What the exercise asks - Your task is to find every line in the records that holds the string "second" and copy it.

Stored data

use std::collections::BTreeMap;
use std::sync::Arc;

use chrono::{Duration, NaiveTime, Utc};
use serde::Serialize;
use serde_json::json;

use crate::db::models::*;
use crate::error::Result;
use crate::platform::{decode_rows, decode_single, require_session, Platform, Query};

pub const HISTORY_LIMIT: usize = 30;
/// Sessions per day that fill the growth vine.
pub const DAILY_SESSION_GOAL: usize = 10;

pub struct FocusService {
    platform: Arc<dyn Platform>,
}

impl FocusService {
    pub fn new(platform: Arc<dyn Platform>) -> Self {
        Self { platform }
    }

    pub async fn list(&self, user_id: &str, limit: usize) -> Result<Vec<FocusSession>> {
        require_session(&*self.platform)?;
        let query = Query::table(FOCUS_SESSIONS)
            .eq("user_id", user_id)
            .order("completed_at", false)
            .limit(limit);
        decode_rows(self.platform.select(&query).await?)
    }

    async fn completed_since(&self, user_id: &str, since: String) -> Result<Vec<FocusSession>> {
        let query = Query::table(FOCUS_SESSIONS)
            .eq("user_id", user_id)
            .gte("completed_at", since)
            .order("completed_at", true);
        decode_rows(self.platform.select(&query).await?)
    }

    /// Minutes focused since the start of the current UTC day.
    pub async fn today_minutes(&self, user_id: &str) -> Result<i64> {
        require_session(&*self.platform)?;
        let start = Utc::now().date_naive().and_time(NaiveTime::MIN).and_utc();
        let sessions = self.completed_since(user_id, timestamp(start)).await?;
        Ok(sessions.iter().map(|session| session.duration).sum())
    }

    /// Appends a finished session for the caller.
    pub async fn record(&self, duration_minutes: i64, task_id: Option<&str>) -> Result<FocusSession> {
        let session = require_session(&*self.platform)?;
        let rows = self
            .platform
            .insert(
                FOCUS_SESSIONS,
                vec![json!({
                    "user_id": session.user_id,
                    "duration": duration_minutes,
                    "task_id": task_id,
                })],
            )
            .await?;
        decode_single(rows, "inserted focus session")
    }

    /// Minutes per UTC day over the last seven days, oldest day first. Days
    /// without sessions are absent.
    pub async fn weekly_stats(&self, user_id: &str) -> Result<Vec<DailyFocus>> {
        require_session(&*self.platform)?;
        let since = timestamp(Utc::now() - Duration::days(7));
        let sessions = self.completed_since(user_id, since).await?;

        let mut days: BTreeMap<String, i64> = BTreeMap::new();
        for session in &sessions {
            let Some(at) = parse_timestamp(&session.completed_at) else {
                continue;
            };
            *days.entry(at.date_naive().to_string()).or_default() += session.duration;
        }
        Ok(days
            .into_iter()
            .map(|(date, minutes)| DailyFocus { date, minutes })
            .collect())
    }
}

/// Share of the daily goal reached, as a percentage capped at 100.
pub fn daily_growth(sessions: usize, goal: usize) -> u8 {
    if goal == 0 {
        return 100;
    }
    (sessions.saturating_mul(100) / goal).min(100) as u8
}

#[derive(Debug, Clone, Copy, PartialEq, Eq, Serialize)]
#[serde(rename_all = "lowercase")]
pub enum GrowthStage {
    Seed,
    Sprout,
    Growing,
    Blooming,
}

impl GrowthStage {
    pub fn from_percentage(percentage: u8) -> Self {
        match percentage {
            0..=24 => GrowthStage::Seed,
            25..=49 => GrowthStage::Sprout,
            50..=74 => GrowthStage::Growing,
            _ => GrowthStage::Blooming,
        }
    }
}

#[cfg(test)]
mod tests {
    use super::*;
    use crate::services::testing::signed_in;

    #[tokio::test]
    async fn test_record_and_today_minutes() {
        let (_db, platform) = signed_in("me");
        let service = FocusService::new(platform);
        service.record(25, None).await.unwrap();
        let second = service.record(15, Some("task-1")).await.unwrap();
        assert_eq!(second.task_id.as_deref(), Some("task-1"));

        assert_eq!(service.today_minutes("me").await.unwrap(), 40);
        let history = service.list("me", HISTORY_LIMIT).await.unwrap();
        assert_eq!(history[0].duration, 15);
    }

    #[tokio::test]
    async fn test_weekly_stats_groups_by_day() {
        let (db, platform) = signed_in("me");
        let at = |days: i64| timestamp(Utc::now() - Duration::days(days));
        let rows = vec![
            json!({"user_id": "me", "duration": 10, "completed_at": at(2)}),
            json!({"user_id": "me", "duration": 20, "completed_at": at(2)}),
            json!({"user_id": "me", "duration": 5, "completed_at": at(0)}),
            json!({"user_id": "me", "duration": 99, "completed_at": at(30)}),
            json!({"user_id": "other", "duration": 7, "completed_at": at(0)}),
        ];
        db.insert(FOCUS_SESSIONS, rows).await.unwrap();

        let stats = FocusService::new(platform).weekly_stats("me").await.unwrap();
        let minutes: Vec<i64> = stats.iter().map(|day| day.minutes).collect();
        assert_eq!(minutes, vec![30, 5]);
        assert!(stats[0].date < stats[1].date);
    }

    #[test]
    fn test_daily_growth_is_clamped() {
        assert_eq!(daily_growth(0, DAILY_SESSION_GOAL), 0);
        assert_eq!(daily_growth(4, DAILY_SESSION_GOAL), 40);
        assert_eq!(daily_growth(14, DAILY_SESSION_GOAL), 100);
        assert_eq!(daily_growth(3, 0), 100);
    }

    #[test]
    fn test_growth_stages() {
        assert_eq!(GrowthStage::from_percentage(0), GrowthStage::Seed);
        assert_eq!(GrowthStage::from_percentage(25), GrowthStage::Sprout);
        assert_eq!(GrowthStage::from_percentage(74), GrowthStage::Growing);
        assert_eq!(GrowthStage::from_percentage(100), GrowthStage::Blooming);
    }
}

Written response -
        let second = service.record(15, Some("task-1")).await.unwrap();
        assert_eq!(second.task_id.as_deref(), Some("task-1"));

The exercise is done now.